I am not sure if the currently running kaggle deep learning competitions are a viable way of learning deep learning. They might be nice for learning the google ecosystem, figuring out how to train with large amounts of data, learning how to use object detection libraries and how to make sense of docs that are not very straightforward, but for learning how to construct models or understanding how deep learning works I am not sure they offer a viable path.

I just looked and seems there are more DL competitions on kaggle atm - my comment above only relates to the ranked competitions sponsored by google, not the knowledge comps.

Thank you @radek. I resized the test and train images in the Invasive Species Monitoring to 224x168 so not to skew the images and followed lesson1-rxt50.ipynb (Dogs v Cats Super-charged!). That is why I am using this model.

When I do:

lr=np.array([1e-5,1e-4,1e-3]), 3, cycle_len=1)

That is when the kernel crashes. I have to go all the way down to bs=2 for this to work…

Also, thank you for the heads up on the model. I just tried resnet34 from lesson1.pynb and was able to run it in full with bs=16.

There must be a bug somewhere. With these sizes you should be getting much bigger batch sizes. These competitions should be good for learning, sorry for my earlier comment :slight_smile:

Not at all, thanks for the heads up on all of this.

1 Like

With this GPU and resnet34 you should be able to go up to way over a 100, maybe even over 200 in batch size. Unless you are building a very big, non standard classification head. Still, something must be way off here.

Interesting! Ok thanks. Does it matter that this research contest is using a csv? I assume Im bringing that into main memory not gpu memory?

I guess a more general question based on the static test/train/valid image directory vs the csv based setup is does the csv based setup take any memory from the GPU?

That shouldn’t make a difference. Maybe you have something taking up GPU memory that you put there earlier. Best would be to restart your machine, open a terminal, run nvidia-smi -l and observe what happens to the memory as you run your code (this way you will be able to figure out down the road by just looking at nvidia-smi if everything is okay out whether you might need to restart the kernel, the output of this command is very useful in general)

Ok. Is there an nvidia terminal command that can flush the gpu memory? Or is rebooting the best bet?

Update: It seems killing the pid is the best way to do this if you dont reboot.

@radek thank you. I just ran nvidia-smi and it seems there are four processes that are eating it up:

…theyear2000/anaconda3/envs/fastai/bin/python 3473MiB
…theyear2000/anaconda3/envs/fastai/bin/python 3471MiB
…theyear2000/anaconda3/envs/fastai/bin/python 2397MiB
…theyear2000/anaconda3/envs/fastai/bin/python 1567MiB

I really appreciate the time on this. It must have been the extra Jupyter Notebooks I was opening while building the model


When you say you are out of memory, are you sure it is out of frame buffer on the GPU?

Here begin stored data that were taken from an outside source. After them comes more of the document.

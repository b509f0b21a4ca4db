use types::GridSize;

/// Pixel geometry of the board: each cell is `cell_size` pixels wide with a
/// 1px gridline on every side, shared between neighbors.
#[derive(Debug, Clone, Copy, PartialEq, Eq)]
pub struct CellLayout {
    pub grid: GridSize,
    pub cell_size: u32,
}

impl CellLayout {
    pub fn new(grid: GridSize, cell_size: u32) -> Self {
        debug_assert!(cell_size > 0);
        Self { grid, cell_size }
    }

    /// Distance between consecutive gridlines.
    #[inline]
    pub fn pitch(&self) -> u32 {
        self.cell_size + 1
    }

    pub fn canvas_width(&self) -> u32 {
        self.pitch() * self.grid.width + 1
    }

    pub fn canvas_height(&self) -> u32 {
        self.pitch() * self.grid.height + 1
    }

    /// Coordinate of the i-th gridline along either axis.
    #[inline]
    pub fn line_offset(&self, i: u32) -> f64 {
        (i * self.pitch() + 1) as f64
    }

    /// Top-left corner (x, y) of the cell rectangle.
    #[inline]
    pub fn cell_origin(&self, row: u32, col: u32) -> (f64, f64) {
        (self.line_offset(col), self.line_offset(row))
    }
}
//! Scoped read sessions.

use futures_util::future::BoxFuture;

use crate::driver::{Driver, RawConnection};
use crate::error::PoolError;
use crate::lifecycle::ConnectionMetadata;
use crate::pool::Pool;

/// Read-only handle to a pooled connection inside [`Pool::with_session`].
///
/// Exposes statement execution but no transaction control.
pub struct Session<'c, C: RawConnection> {
    conn: &'c mut C,
    metadata: ConnectionMetadata,
}

impl<'c, C: RawConnection> Session<'c, C> {
    pub(crate) fn new(conn: &'c mut C, metadata: ConnectionMetadata) -> Self {
        Self { conn, metadata }
    }

    /// Execute a statement on the session's connection.
    pub async fn execute(&mut self, statement: &str) -> Result<C::Output, C::Error> {
        tracing::trace!(connection_id = self.metadata.id, "executing statement in session");
        self.conn.execute(statement).await
    }

    /// Metadata of the underlying pooled connection.
    #[must_use]
    pub fn metadata(&self) -> &ConnectionMetadata {
        &self.metadata
    }
}

impl<C: RawConnection> std::fmt::Debug for Session<'_, C> {
    fn fmt(&self, f: &mut std::fmt::Formatter<'_>) -> std::fmt::Result {
        f.debug_struct("Session")
            .field("connection_id", &self.metadata.id)
            .finish_non_exhaustive()
    }
}

impl<D: Driver> Pool<D> {
    /// Run read-only work on a pooled connection.
    ///
    /// On success the connection goes back to the pool. If `f` fails the
    /// connection is retired and the error is returned unchanged.
    ///
    /// # Example
    ///
    /// ```rust,ignore
    /// let rows = pool
    ///     .with_session(|mut session| {
    ///         Box::pin(async move {
    ///             session.execute("SELECT id FROM users").await.map_err(PoolError::operation)
    ///         })
    ///     })
    ///     .await?;
    /// ```
    pub async fn with_session<F, T, E>(&self, f: F) -> Result<T, E>
    where
        F: for<'c> FnOnce(Session<'c, D::Connection>) -> BoxFuture<'c, Result<T, E>>,
        E: From<PoolError>,
    {
        let mut conn = self.acquire().await?;
        let metadata = conn.metadata().clone();

        let result = f(Session::new(&mut *conn, metadata)).await;

        if result.is_err() {
            tracing::debug!(
                connection_id = conn.id(),
                "session failed, retiring connection"
            );
        }
        conn.release(result.is_ok()).await;
        result
    }
}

If it is out of GPU memory, the error msg should say “RuntimeError: cuda runtime error (2) : out of memory” but if it is something else, then the message is different.

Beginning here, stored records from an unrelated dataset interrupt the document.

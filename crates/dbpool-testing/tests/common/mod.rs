//! Shared helpers for pool integration tests.

#![allow(dead_code)]

use std::time::Duration;

use dbpool::{Pool, PoolConfig, PoolError};
use dbpool_testing::{MockDriver, test_target};

/// Install a test subscriber once; respects `RUST_LOG`.
pub fn init_tracing() {
    let _ = tracing_subscriber::fmt()
        .with_env_filter(tracing_subscriber::EnvFilter::from_default_env())
        .with_test_writer()
        .try_init();
}

/// Build a pool over `driver` with the given size and TTL.
pub fn pool(driver: &MockDriver, max: u32, ttl: Duration) -> Pool<MockDriver> {
    init_tracing();
    Pool::builder(driver.clone(), test_target())
        .max_connections(max)
        .ttl(ttl)
        .build()
        .unwrap()
}

/// Build a pool over `driver` from a full configuration.
pub fn pool_with(driver: &MockDriver, config: PoolConfig) -> Pool<MockDriver> {
    init_tracing();
    Pool::new(driver.clone(), test_target(), config).unwrap()
}

/// Caller-side error type used to check that failures pass through unchanged.
#[derive(Debug, thiserror::Error)]
pub enum AppError {
    #[error("business rule violated: {0}")]
    Rule(String),
    #[error(transparent)]
    Pool(#[from] PoolError),
}

/// Yield until `done` holds, for work the pool spawns in the background.
pub async fn settle(mut done: impl FnMut() -> bool) {
    for _ in 0..64 {
        if done() {
            return;
        }
        tokio::task::yield_now().await;
    }
}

Let me share with your me experience.

I recently got to Lesson 3 as you do and was playing with ImageNet 2012’s massive data-set and got frustrated that I keep getting memory error after I was done with just one single epoch. After some determination, I fount out that the default Ubuntu SWAP file setup was too small at 2GB, so dispite I have 16GB system memory, the kernel will crash when trying to update after the epoch.

So, after increase my SWAP file to 64GB, I was able to play with much bigger batch size with ResNet50 than before.

Hope this helps.